Artwork Introduction
A collaboration between Taiwanese and French dancers, a dialogue between knitwear and dance, and a shattering of the boundaries between street dance and modern dance—Yo Gee Ti is all about crossover. Hip-hop dance entered the French theatre scene about twenty years ago, thanks to key artists such as Mourad Merzouki, whose background is rooted in circus, boxing, and hip-hop. In Yo Gee Ti, Merzouki surpasses the borders of hip-hop, selecting five French hip-hop dancers with additional dance training and five emerging Taiwanese contemporary dancers. Together they underwent a long and difficult process of workshops and rehearsals to produce an innovative dance vocabulary that cannot be simply defined as hip-hop or modern.
The dialogue between bodies and objects is always an important inspiration for Merzouki’s creations. Yo Gee Ti is a poetic encounter between knitting and choreography. Merzouki used sculptural wool knitwear by renowned Taiwanese designer Johan KU as both the costume and the inspiration. Merzouki wove into the performance the motif of knitting in all its variations. Explaining the use of heavy knitwear, he said, “The costume as a constraint for the dancer’s gesture pushes me to find the rhythm elsewhere.” Yo Gee Ti not only presents a new language for the body, but also opens new horizons for theatrical audiences.
Conversation between Knit and Dance
Yo Gee Ti is all about crossover. It is the collaboration of National Chiang Kai-Shek Cultural Center; Mourad Merzouki, the French choreographer of Company Käfig; and Johan KU, the Taiwanese fashion designer. This performance not only challenges the relationship between knitwear and dance, but breaks the boundaries between street and contemporary dance.
In France, street dance has been stepping from the streets into theaters for twenty years. Choreographer Mourad Merzouki, who has a background of street dance and martial arts training, is one of the drivers of this trend, and the dance group that he established, Company Käfig, has attained a significant status in France as well. Merzouki’s work often investigates the relation between human bodies and stage elements.
Merzouki considers “knitwear” and “dance” to share the same spirit, and KU’s clothes have also developed unusually, just like “organic knitting.” Therefore, in Yo Gee Ti, Merzouki brings together the souls of dancing and weaving by asking dancers to do KU’s sculpture-like weaves and perform by twisting their bodies. The dancers’ movements look like the motion of spindles of a spinning machine, continually interpreting the theme “weave” on stage and in the dance.
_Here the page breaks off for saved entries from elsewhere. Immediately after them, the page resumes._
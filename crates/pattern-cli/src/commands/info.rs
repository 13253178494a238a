//! `patternfold info`: mesh conditioning and seam statistics.

use std::path::PathBuf;

use anyhow::Context;
use clap::Args;
use colored::Colorize;
use serde::Serialize;

use pattern_flatten::{extract_seams, FlattenConfig};
use pattern_mesh::{face_components, load_obj, weld_vertices, MeshAdjacency};

use crate::OutputFormat;

#[derive(Args)]
pub struct InfoArgs {
    /// Input OBJ file with vertex colors.
    pub input: PathBuf,

    /// Weld tolerance in world units.
    #[arg(long, default_value_t = 1e-5)]
    pub weld_tolerance: f64,
}

#[derive(Serialize)]
struct InfoReport {
    vertices: usize,
    faces: usize,
    welded_vertices: usize,
    components: usize,
    largest_component_faces: usize,
    boundary_edges: usize,
    red_vertices: usize,
    seam_clusters: usize,
    barrier_edges: usize,
}

pub fn run(args: &InfoArgs, format: OutputFormat, quiet: bool) -> anyhow::Result<()> {
    let mesh = load_obj(&args.input)
        .with_context(|| format!("loading {}", args.input.display()))?;

    let (welded, _) = weld_vertices(&mesh, args.weld_tolerance);
    let components = face_components(&welded);
    let adjacency = MeshAdjacency::build(&welded.faces);

    let config = FlattenConfig {
        weld_tolerance: args.weld_tolerance,
        ..FlattenConfig::default()
    };
    let seams = extract_seams(&welded, &config);

    let report = InfoReport {
        vertices: mesh.vertex_count(),
        faces: mesh.face_count(),
        welded_vertices: welded.vertex_count(),
        components: components.len(),
        largest_component_faces: components.first().map_or(0, Vec::len),
        boundary_edges: adjacency.boundary_edge_count(),
        red_vertices: seams.red_vertices.len(),
        seam_clusters: seams.clusters.len(),
        barrier_edges: seams.barrier_edges.len(),
    };

    if quiet {
        return Ok(());
    }

    match format {
        OutputFormat::Text => {
            println!("{}", args.input.display().to_string().bold());
            println!("  Vertices: {} ({} after weld)", report.vertices, report.welded_vertices);
            println!("  Faces: {}", report.faces);
            println!(
                "  Components: {} (largest: {} faces)",
                report.components, report.largest_component_faces
            );
            println!("  Boundary edges: {}", report.boundary_edges);
            println!(
                "  Seams: {} red vertices, {} clusters, {} barrier edges",
                report.red_vertices, report.seam_clusters, report.barrier_edges
            );
            if report.red_vertices == 0 {
                eprintln!(
                    "{} no seam markers found; the mesh will flatten as one piece",
                    "warning:".yellow().bold()
                );
            }
        }
        OutputFormat::Json => println!("{}", serde_json::to_string_pretty(&report)?),
    }

    Ok(())
}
KU said the Yo Gee Ti costumes are mainly designed as sweaters and scarves, breaking the stereotypes of street dance, which favors caps and oversized clothes. “At first, I preferred to use synthetic fibers to design drip-dry and easy-to-clean costumes, but Merzouki insisted on using wool!” said KU. Wool can weigh up to 10 kilograms, so KU suggested Merzouki not let dancers wear such a heavy costume to dance. But Merzouki found the weave inspiring, and the costumes, as a constraint on the dancers’ motion, push them to find a new rhythm, and their mechanical movements can present the impression of a spinning machine.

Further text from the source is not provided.